McMaster Children’s Hospital opens Canada’s first pediatric stool bank
McMaster Children’s Hospital wants your kids’ poop — so they can add it to their frozen stool collection and use it to help other kids.
Their stool bench for children is the only one in Canada, according to Dr. Nikhil Pai, pediatric gastroenterologist at the hospital in Hamilton.
“We’re very proud of that, because we feel like we’re serving kids across the country,” he said in a phone interview.
The hospital opened it to offer fecal transplants to children across Canada with intestinal infections such as Clostridium difficile, also known as C. diff.
That infection is when a bacteria gets into the colon, which can cause diarrhea and fever. The infection can start while someone is taking antibiotics for another illness.
But Pai said there is a solution.
He can extract healthy bacteria from a donor’s stool and transplant it into patients via a five-minute enema, allowing the healthy bacteria to defeat C. diff and eliminate the stubborn bacteria for good.
Stool bench was “life-changing” for one family
Tanya Gillis told CBC Hamilton that the stool bench has been “life-changing” for her nine-year-old daughter, Kayleah Atkins.
When Atkins was born, she appeared perfectly healthy.
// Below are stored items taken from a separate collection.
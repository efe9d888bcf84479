//! Region-of-interest geometry: a 2-D polygon with an even-odd containment
//! query.
//!
//! Containment uses the classic ray-cast parity test over the vertex list.
//! Behavior for points exactly on an edge or vertex is unspecified; callers
//! must not rely on a particular answer for boundary points.

use std::fmt;

/// A 2-D point.
#[derive(Debug, Clone, Copy, PartialEq)]
pub struct Point2 {
    pub x: f64,
    pub y: f64,
}

impl Point2 {
    pub fn new(x: f64, y: f64) -> Self {
        Point2 { x, y }
    }
}

/// An immutable polygon over an ordered vertex sequence.
///
/// The vertex order defines the edges; the last vertex closes back to the
/// first. No validation is performed: degenerate or self-intersecting vertex
/// lists are accepted and queried with the same parity rule.
#[derive(Debug, Clone, PartialEq)]
pub struct Polygon {
    vertices: Vec<Point2>,
}

impl Polygon {
    pub fn new(vertices: Vec<Point2>) -> Self {
        Polygon { vertices }
    }

    /// Build from `(x, y)` pairs.
    pub fn from_xy<I>(points: I) -> Self
    where
        I: IntoIterator<Item = (f64, f64)>,
    {
        Polygon {
            vertices: points
                .into_iter()
                .map(|(x, y)| Point2::new(x, y))
                .collect(),
        }
    }

    pub fn vertices(&self) -> &[Point2] {
        &self.vertices
    }

    pub fn vertex_count(&self) -> usize {
        self.vertices.len()
    }

    /// Even-odd containment test.
    ///
    /// Returns whether `point` lies inside the polygon by ray-cast parity.
    /// Boundary points (exactly on an edge or vertex) are unspecified.
    pub fn contains(&self, point: Point2) -> bool {
        let v = &self.vertices;
        let n = v.len();
        if n == 0 {
            return false;
        }
        let mut inside = false;
        let mut j = n - 1;
        for i in 0..n {
            let (vi, vj) = (v[i], v[j]);
            // Unequal y-comparisons guarantee vi.y != vj.y below.
            if (vi.y > point.y) != (vj.y > point.y) {
                let x_cross = (vj.x - vi.x) * (point.y - vi.y) / (vj.y - vi.y) + vi.x;
                if point.x < x_cross {
                    inside = !inside;
                }
            }
            j = i;
        }
        inside
    }
}

impl fmt::Display for Polygon {
    fn fmt(&self, f: &mut fmt::Formatter<'_>) -> fmt::Result {
        write!(f, "Polygon")?;
        for (i, v) in self.vertices.iter().enumerate() {
            write!(f, "\nVertex {}: {}, {}", i, v.x, v.y)?;
        }
        Ok(())
    }
}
Five weeks later she had her first attack.
“That’s how we learned she had a rare genetic condition,” Gillis said in a telephone interview from her home in Millville, NS.
The disorder is CDKL5, a neurodevelopmental disorder with a range of symptoms including low muscle tone and developmental problems, according to Boston Children’s Hospital.
Gillis said her daughter is non-verbal and non-mobile and also has gastrointestinal issues.
In 2020, Atkins developed C. diff., which was 14 months in the making.
“Nothing made her feel better…she had no quality of life,” Gillis said. “She just cried or was uncomfortable all day…it’s heartbreaking.”
That’s when Gillis learned about McMaster Children’s Hospital and its new stockpile of children’s poop.
Gillis and Atkins flew from Nova Scotia to Hamilton to perform a stool transplant.
Atkins was the program’s first patient. After the procedure, Gillis said her daughter became a “new boy.”
For everything else we’ve had to do so far… to see how easy [the transplant] was, and how it worked was insane,” she said.
Hospital looking for donors
Gillis said she hopes other children’s stools will open across the country.
Pai said barriers to having stool banks and fecal transplants for children include a lack of special pediatric programming, a lack of stool samples from children and the pandemic, which has caused some programs for adults to be halted.
Pai also said he is trying to develop the fecal transplants in tablet form so patients don’t have to travel to the hospital.
Meanwhile, Pai said there are currently 30 stool samples in the bank, but the hospital wants more.
Any healthy person between the ages of five and 18 can donate and will be compensated for this.
One stool donation can provide between five and ten treatments.